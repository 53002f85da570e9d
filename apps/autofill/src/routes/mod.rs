pub mod health;

use axum::{
    routing::{get, post},
    Router,
};

use crate::answers::handlers as answers;
use crate::jobs::handlers as jobs;
use crate::state::AppState;

pub fn build_router(state: AppState) -> Router {
    Router::new()
        .route("/health", get(health::health_handler))
        // Answers API
        .route(
            "/api/v1/answers",
            get(answers::handle_list)
                .post(answers::handle_record)
                .delete(answers::handle_clear),
        )
        .route("/api/v1/answers/resolve", post(answers::handle_resolve))
        .route("/api/v1/answers/lookup", post(answers::handle_lookup))
        // Jobs API
        .route("/api/v1/jobs/analyze", post(jobs::handle_analyze))
        .route("/api/v1/jobs/cover-letter", post(jobs::handle_cover_letter))
        .with_state(state)
}

#[cfg(test)]
mod tests {
    use super::*;
    use std::sync::atomic::{AtomicU32, Ordering};
    use std::sync::Arc;

    use async_trait::async_trait;
    use axum::body::{to_bytes, Body};
    use axum::http::{Method, Request, StatusCode};
    use serde_json::{json, Value};
    use tempfile::TempDir;
    use tower::ServiceExt;

    use crate::answers::store::AnswerStore;
    use crate::config::Config;
    use crate::llm_client::{LlmError, TextGenerator};

    struct CountingGenerator {
        reply: Option<&'static str>,
        calls: AtomicU32,
    }

    #[async_trait]
    impl TextGenerator for CountingGenerator {
        async fn generate(&self, _system: &str, _prompt: &str) -> Result<String, LlmError> {
            self.calls.fetch_add(1, Ordering::SeqCst);
            self.reply.map(str::to_string).ok_or(LlmError::EmptyContent)
        }

        fn name(&self) -> &str {
            "counting"
        }
    }

    fn test_app(reply: Option<&'static str>) -> (TempDir, Arc<CountingGenerator>, Router) {
        let dir = TempDir::new().unwrap();
        let config = Config::from_lookup(|key| match key {
            "OPENAI_API_KEY" => Some("sk-test".to_string()),
            "DATA_DIR" => Some(dir.path().display().to_string()),
            _ => None,
        })
        .unwrap();
        let store = AnswerStore::open(&config.answer_store_path).unwrap();
        let generator = Arc::new(CountingGenerator {
            reply,
            calls: AtomicU32::new(0),
        });
        let state = AppState::new(store, generator.clone(), "Skills: Rust".to_string(), config);
        (dir, generator, build_router(state))
    }

    async fn send(app: &Router, method: Method, uri: &str, body: Option<Value>) -> (StatusCode, Value) {
        let request = Request::builder()
            .method(method)
            .uri(uri)
            .header("content-type", "application/json")
            .body(match body {
                Some(b) => Body::from(b.to_string()),
                None => Body::empty(),
            })
            .unwrap();

        let response = app.clone().oneshot(request).await.unwrap();
        let status = response.status();
        let bytes = to_bytes(response.into_body(), usize::MAX).await.unwrap();
        let value = if bytes.is_empty() {
            Value::Null
        } else {
            serde_json::from_slice(&bytes).unwrap()
        };
        (status, value)
    }

    #[tokio::test]
    async fn test_health() {
        let (_dir, _gen, app) = test_app(None);
        let (status, body) = send(&app, Method::GET, "/health", None).await;
        assert_eq!(status, StatusCode::OK);
        assert_eq!(body["status"], "ok");
    }

    #[tokio::test]
    async fn test_resolve_generates_then_remembers() {
        let (_dir, generator, app) = test_app(Some("5"));
        let field = json!({"label": "Years of experience?", "type": "text"});

        let (status, body) =
            send(&app, Method::POST, "/api/v1/answers/resolve", Some(field.clone())).await;
        assert_eq!(status, StatusCode::OK);
        assert_eq!(body, json!({"answer": "5", "skipped": false}));

        let (_, body) = send(&app, Method::POST, "/api/v1/answers/resolve", Some(field)).await;
        assert_eq!(body["answer"], "5");
        assert_eq!(generator.calls.load(Ordering::SeqCst), 1);

        let (_, list) = send(&app, Method::GET, "/api/v1/answers", None).await;
        assert_eq!(list["count"], 1);
        assert_eq!(list["questions"]["years_of_experience"]["use_count"], 2);
    }

    #[tokio::test]
    async fn test_resolve_failure_is_skipped() {
        let (_dir, _gen, app) = test_app(None);
        let field = json!({"label": "Desired salary?", "type": "text"});

        let (status, body) = send(&app, Method::POST, "/api/v1/answers/resolve", Some(field)).await;
        assert_eq!(status, StatusCode::OK);
        assert_eq!(body, json!({"answer": null, "skipped": true}));

        let (_, list) = send(&app, Method::GET, "/api/v1/answers", None).await;
        assert_eq!(list["count"], 0);
    }

    #[tokio::test]
    async fn test_resolve_rejects_missing_label() {
        let (_dir, generator, app) = test_app(Some("x"));
        let (status, body) = send(
            &app,
            Method::POST,
            "/api/v1/answers/resolve",
            Some(json!({"type": "radio", "options": ["Yes", "No"]})),
        )
        .await;
        assert_eq!(status, StatusCode::BAD_REQUEST);
        assert_eq!(body["error"]["code"], "VALIDATION_ERROR");
        assert_eq!(generator.calls.load(Ordering::SeqCst), 0);
    }

    #[tokio::test]
    async fn test_record_then_lookup_fuzzy() {
        let (_dir, generator, app) = test_app(Some("unused"));

        let (status, body) = send(
            &app,
            Method::POST,
            "/api/v1/answers",
            Some(json!({"question": "Are you authorized to work in the US?", "answer": "Yes", "type": "radio"})),
        )
        .await;
        assert_eq!(status, StatusCode::CREATED);
        assert_eq!(body["key"], "are_you_authorized_to_work_in_the_us");

        let (_, body) = send(
            &app,
            Method::POST,
            "/api/v1/answers/lookup",
            Some(json!({"question": "Authorized to work in US?"})),
        )
        .await;
        assert_eq!(body["answer"], "Yes");

        let (_, body) = send(
            &app,
            Method::POST,
            "/api/v1/answers/lookup",
            Some(json!({"question": "What is your desired salary?"})),
        )
        .await;
        assert_eq!(body["answer"], Value::Null);
        assert_eq!(generator.calls.load(Ordering::SeqCst), 0);
    }

    #[tokio::test]
    async fn test_lookup_rejects_bad_threshold() {
        let (_dir, _gen, app) = test_app(None);
        let (status, _) = send(
            &app,
            Method::POST,
            "/api/v1/answers/lookup",
            Some(json!({"question": "Anything?", "threshold": 2.0})),
        )
        .await;
        assert_eq!(status, StatusCode::BAD_REQUEST);
    }

    #[tokio::test]
    async fn test_lookup_rejects_punctuation_only_question() {
        let (_dir, _gen, app) = test_app(None);
        let (status, body) = send(
            &app,
            Method::POST,
            "/api/v1/answers/lookup",
            Some(json!({"question": " ?. "})),
        )
        .await;
        assert_eq!(status, StatusCode::BAD_REQUEST);
        assert_eq!(body["error"]["code"], "VALIDATION_ERROR");
    }

    #[tokio::test]
    async fn test_clear() {
        let (_dir, _gen, app) = test_app(None);
        send(
            &app,
            Method::POST,
            "/api/v1/answers",
            Some(json!({"question": "Are you a veteran?", "answer": "No"})),
        )
        .await;

        let (status, _) = send(&app, Method::DELETE, "/api/v1/answers", None).await;
        assert_eq!(status, StatusCode::NO_CONTENT);
        let (status, _) = send(&app, Method::DELETE, "/api/v1/answers", None).await;
        assert_eq!(status, StatusCode::NO_CONTENT);

        let (_, list) = send(&app, Method::GET, "/api/v1/answers", None).await;
        assert_eq!(list, json!({"count": 0, "questions": {}}));
    }

    #[tokio::test]
    async fn test_analyze_job() {
        let (_dir, _gen, app) = test_app(Some(r#"{"score": 91, "reason": "Great fit"}"#));
        let (status, body) = send(
            &app,
            Method::POST,
            "/api/v1/jobs/analyze",
            Some(json!({"title": "Rust Engineer", "company": "Acme"})),
        )
        .await;
        assert_eq!(status, StatusCode::OK);
        assert_eq!(body["score"], 91);
        assert_eq!(body["should_apply"], true);
    }

    #[tokio::test]
    async fn test_cover_letter_falls_back() {
        let (_dir, _gen, app) = test_app(None);
        let (status, body) = send(
            &app,
            Method::POST,
            "/api/v1/jobs/cover-letter",
            Some(json!({"title": "Rust Engineer", "company": "Acme"})),
        )
        .await;
        assert_eq!(status, StatusCode::OK);
        assert!(body["cover_letter"]
            .as_str()
            .unwrap()
            .contains("Rust Engineer position at Acme"));
    }
}
//! Answer Store — durable question→answer memory with fuzzy recall.
//!
//! Records are keyed by a truncated, normalized form of the question and kept
//! in a single JSON document on disk. Every mutation (a hit bumping usage
//! counters, a new answer, a reset) rewrites the whole document through a
//! temp file + rename, so a reported answer or use count is always durable.

use std::collections::BTreeMap;
use std::fs;
use std::io::Write;
use std::path::{Path, PathBuf};

use chrono::{DateTime, Utc};
use serde::{Deserialize, Serialize};
use tempfile::NamedTempFile;
use thiserror::Error;
use tracing::{debug, info};

use crate::answers::field::FieldType;
use crate::answers::similarity::similarity_ratio;

/// Minimum similarity for a fuzzy hit.
pub const DEFAULT_FUZZY_THRESHOLD: f64 = 0.8;

/// Record keys are cut to this many characters.
const MAX_KEY_CHARS: usize = 50;

#[derive(Debug, Error)]
pub enum StoreError {
    #[error("failed to read answer store {path}: {source}")]
    Read {
        path: PathBuf,
        #[source]
        source: std::io::Error,
    },

    #[error("answer store {path} is not valid JSON: {source}")]
    Corrupt {
        path: PathBuf,
        #[source]
        source: serde_json::Error,
    },

    #[error("failed to write answer store {path}: {source}")]
    Write {
        path: PathBuf,
        #[source]
        source: std::io::Error,
    },

    #[error("failed to serialize answer store: {0}")]
    Serialize(#[from] serde_json::Error),

    #[error("question must not be empty")]
    EmptyQuestion,
}

/// Lowercases, strips `?` and `.`, and trims surrounding whitespace.
pub fn normalize_question(question: &str) -> String {
    question
        .to_lowercase()
        .chars()
        .filter(|c| !matches!(c, '?' | '.'))
        .collect::<String>()
        .trim()
        .to_string()
}

/// Storage key for a question: normalized, spaces as underscores, truncated.
pub fn question_key(question: &str) -> String {
    normalize_question(question)
        .replace(' ', "_")
        .chars()
        .take(MAX_KEY_CHARS)
        .collect()
}

/// One memorized question/answer pair.
#[derive(Debug, Clone, PartialEq, Serialize, Deserialize)]
pub struct AnswerRecord {
    pub question: String,
    pub answer: String,
    #[serde(rename = "type", default)]
    pub field_type: FieldType,
    pub created: DateTime<Utc>,
    pub last_used: DateTime<Utc>,
    #[serde(default)]
    pub use_count: u32,
}

impl AnswerRecord {
    fn new(question: &str, answer: &str, field_type: FieldType) -> Self {
        let now = Utc::now();
        Self {
            question: question.to_string(),
            answer: answer.to_string(),
            field_type,
            created: now,
            last_used: now,
            use_count: 1,
        }
    }

    pub fn normalized_question(&self) -> String {
        normalize_question(&self.question)
    }

    fn touch(&mut self) {
        self.last_used = Utc::now();
        self.use_count += 1;
    }
}

#[derive(Debug, Clone, Serialize, Deserialize)]
pub struct StoreMetadata {
    pub created: DateTime<Utc>,
    #[serde(default, skip_serializing_if = "Option::is_none")]
    pub last_updated: Option<DateTime<Utc>>,
}

impl Default for StoreMetadata {
    fn default() -> Self {
        Self {
            created: Utc::now(),
            last_updated: None,
        }
    }
}

/// On-disk shape of the store.
#[derive(Debug, Clone, Default, Serialize, Deserialize)]
struct StoreDocument {
    #[serde(default)]
    questions: BTreeMap<String, AnswerRecord>,
    #[serde(default)]
    metadata: StoreMetadata,
}

#[derive(Debug, Clone, Copy, PartialEq)]
enum MatchKind {
    Exact,
    Fuzzy(f64),
}

/// File-backed answer memory. Not internally synchronized: share it behind a
/// mutex and hold the lock across a whole lookup.
#[derive(Debug)]
pub struct AnswerStore {
    path: PathBuf,
    doc: StoreDocument,
}

impl AnswerStore {
    /// Loads the store at `path`, or starts an empty one if the file does not
    /// exist yet. The parent directory is created if needed.
    pub fn open(path: impl Into<PathBuf>) -> Result<Self, StoreError> {
        let path = path.into();

        if let Some(parent) = path.parent().filter(|p| !p.as_os_str().is_empty()) {
            fs::create_dir_all(parent).map_err(|source| StoreError::Write {
                path: parent.to_path_buf(),
                source,
            })?;
        }

        let doc = if path.exists() {
            let raw = fs::read_to_string(&path).map_err(|source| StoreError::Read {
                path: path.clone(),
                source,
            })?;
            serde_json::from_str(&raw).map_err(|source| StoreError::Corrupt {
                path: path.clone(),
                source,
            })?
        } else {
            StoreDocument::default()
        };

        info!(
            "Answer store opened at {} ({} answers)",
            path.display(),
            doc.questions.len()
        );

        Ok(Self { path, doc })
    }

    pub fn path(&self) -> &Path {
        &self.path
    }

    pub fn len(&self) -> usize {
        self.doc.questions.len()
    }

    pub fn is_empty(&self) -> bool {
        self.doc.questions.is_empty()
    }

    pub fn metadata(&self) -> &StoreMetadata {
        &self.doc.metadata
    }

    /// Looks up a memorized answer, exact match first, then the best fuzzy
    /// match scoring at least `threshold`. A hit bumps the record's usage
    /// counters and is flushed before the answer is returned.
    pub fn get(&mut self, question: &str, threshold: f64) -> Result<Option<String>, StoreError> {
        let normalized = normalize_question(question);
        if normalized.is_empty() {
            return Ok(None);
        }

        let Some((key, kind)) = self.find_match(&normalized, threshold) else {
            debug!(question, "No memorized answer");
            return Ok(None);
        };

        let Some(record) = self.doc.questions.get_mut(&key) else {
            return Ok(None);
        };
        let previous = record.clone();
        record.touch();
        let answer = record.answer.clone();

        match kind {
            MatchKind::Exact => debug!(question, key = %key, "Exact answer match"),
            MatchKind::Fuzzy(score) => {
                debug!(question, key = %key, score, "Fuzzy answer match")
            }
        }

        if let Err(e) = self.save() {
            self.doc.questions.insert(key, previous);
            return Err(e);
        }
        Ok(Some(answer))
    }

    /// Memorizes an answer, replacing any record with the same key.
    pub fn store(
        &mut self,
        question: &str,
        answer: &str,
        field_type: FieldType,
    ) -> Result<(), StoreError> {
        let key = question_key(question);
        if key.is_empty() {
            return Err(StoreError::EmptyQuestion);
        }

        let replaced = self
            .doc
            .questions
            .insert(key.clone(), AnswerRecord::new(question, answer, field_type));
        if let Err(e) = self.save() {
            match replaced {
                Some(record) => self.doc.questions.insert(key, record),
                None => self.doc.questions.remove(&key),
            };
            return Err(e);
        }

        info!("Stored: '{}' → '{}'", question, answer);
        Ok(())
    }

    pub fn get_all(&self) -> &BTreeMap<String, AnswerRecord> {
        &self.doc.questions
    }

    /// Drops every record and persists the empty store.
    pub fn clear(&mut self) -> Result<(), StoreError> {
        let previous = std::mem::take(&mut self.doc);
        if let Err(e) = self.save() {
            self.doc = previous;
            return Err(e);
        }
        info!("Answer store cleared");
        Ok(())
    }

    fn find_match(&self, normalized: &str, threshold: f64) -> Option<(String, MatchKind)> {
        // Keys are truncated, so exact matching compares full normalized text.
        if let Some(key) = self
            .doc
            .questions
            .iter()
            .find(|(_, record)| record.normalized_question() == normalized)
            .map(|(key, _)| key.clone())
        {
            return Some((key, MatchKind::Exact));
        }

        let mut best: Option<(&String, f64)> = None;
        for (key, record) in &self.doc.questions {
            let score = similarity_ratio(normalized, &record.normalized_question());
            if best.map_or(true, |(_, best_score)| score > best_score) {
                best = Some((key, score));
            }
        }

        best.filter(|(_, score)| *score >= threshold)
            .map(|(key, score)| (key.clone(), MatchKind::Fuzzy(score)))
    }

    /// Flushes the document. On failure the in-memory document is left as it
    /// was before the call; callers undo their own mutation.
    fn save(&mut self) -> Result<(), StoreError> {
        let previous = self.doc.metadata.last_updated.replace(Utc::now());
        let result = self.write();
        if result.is_err() {
            self.doc.metadata.last_updated = previous;
        }
        result
    }

    fn write(&self) -> Result<(), StoreError> {
        let json = serde_json::to_string_pretty(&self.doc)?;

        let write_err = |source: std::io::Error| StoreError::Write {
            path: self.path.clone(),
            source,
        };

        let dir = match self.path.parent() {
            Some(parent) if !parent.as_os_str().is_empty() => parent,
            _ => Path::new("."),
        };
        let mut tmp = NamedTempFile::new_in(dir).map_err(write_err)?;
        tmp.write_all(json.as_bytes()).map_err(write_err)?;
        tmp.as_file().sync_all().map_err(write_err)?;
        tmp.persist(&self.path).map_err(|e| write_err(e.error))?;

        Ok(())
    }
}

Description of the task
Return, exactly as they stand, the lines from the start of the records above through the line with "fn test_app(reply: Option<&'static", both ends included, and no other lines.

Response area
repository 53002f85da570e9d
filename apps/autofill/src/routes/mod.rs
pub mod health;

use axum::{
    routing::{get, post},
    Router,
};

use crate::answers::handlers as answers;
use crate::jobs::handlers as jobs;
use crate::state::AppState;

pub fn build_router(state: AppState) -> Router {
    Router::new()
        .route("/health", get(health::health_handler))
        // Answers API
        .route(
            "/api/v1/answers",
            get(answers::handle_list)
                .post(answers::handle_record)
                .delete(answers::handle_clear),
        )
        .route("/api/v1/answers/resolve", post(answers::handle_resolve))
        .route("/api/v1/answers/lookup", post(answers::handle_lookup))
        // Jobs API
        .route("/api/v1/jobs/analyze", post(jobs::handle_analyze))
        .route("/api/v1/jobs/cover-letter", post(jobs::handle_cover_letter))
        .with_state(state)
}

#[cfg(test)]
mod tests {
    use super::*;
    use std::sync::atomic::{AtomicU32, Ordering};
    use std::sync::Arc;

    use async_trait::async_trait;
    use axum::body::{to_bytes, Body};
    use axum::http::{Method, Request, StatusCode};
    use serde_json::{json, Value};
    use tempfile::TempDir;
    use tower::ServiceExt;

    use crate::answers::store::AnswerStore;
    use crate::config::Config;
    use crate::llm_client::{LlmError, TextGenerator};

    struct CountingGenerator {
        reply: Option<&'static str>,
        calls: AtomicU32,
    }

    #[async_trait]
    impl TextGenerator for CountingGenerator {
        async fn generate(&self, _system: &str, _prompt: &str) -> Result<String, LlmError> {
            self.calls.fetch_add(1, Ordering::SeqCst);
            self.reply.map(str::to_string).ok_or(LlmError::EmptyContent)
        }

        fn name(&self) -> &str {
            "counting"
        }
    }

    fn test_app(reply: Option<&'static str>) -> (TempDir, Arc<CountingGenerator>, Router) {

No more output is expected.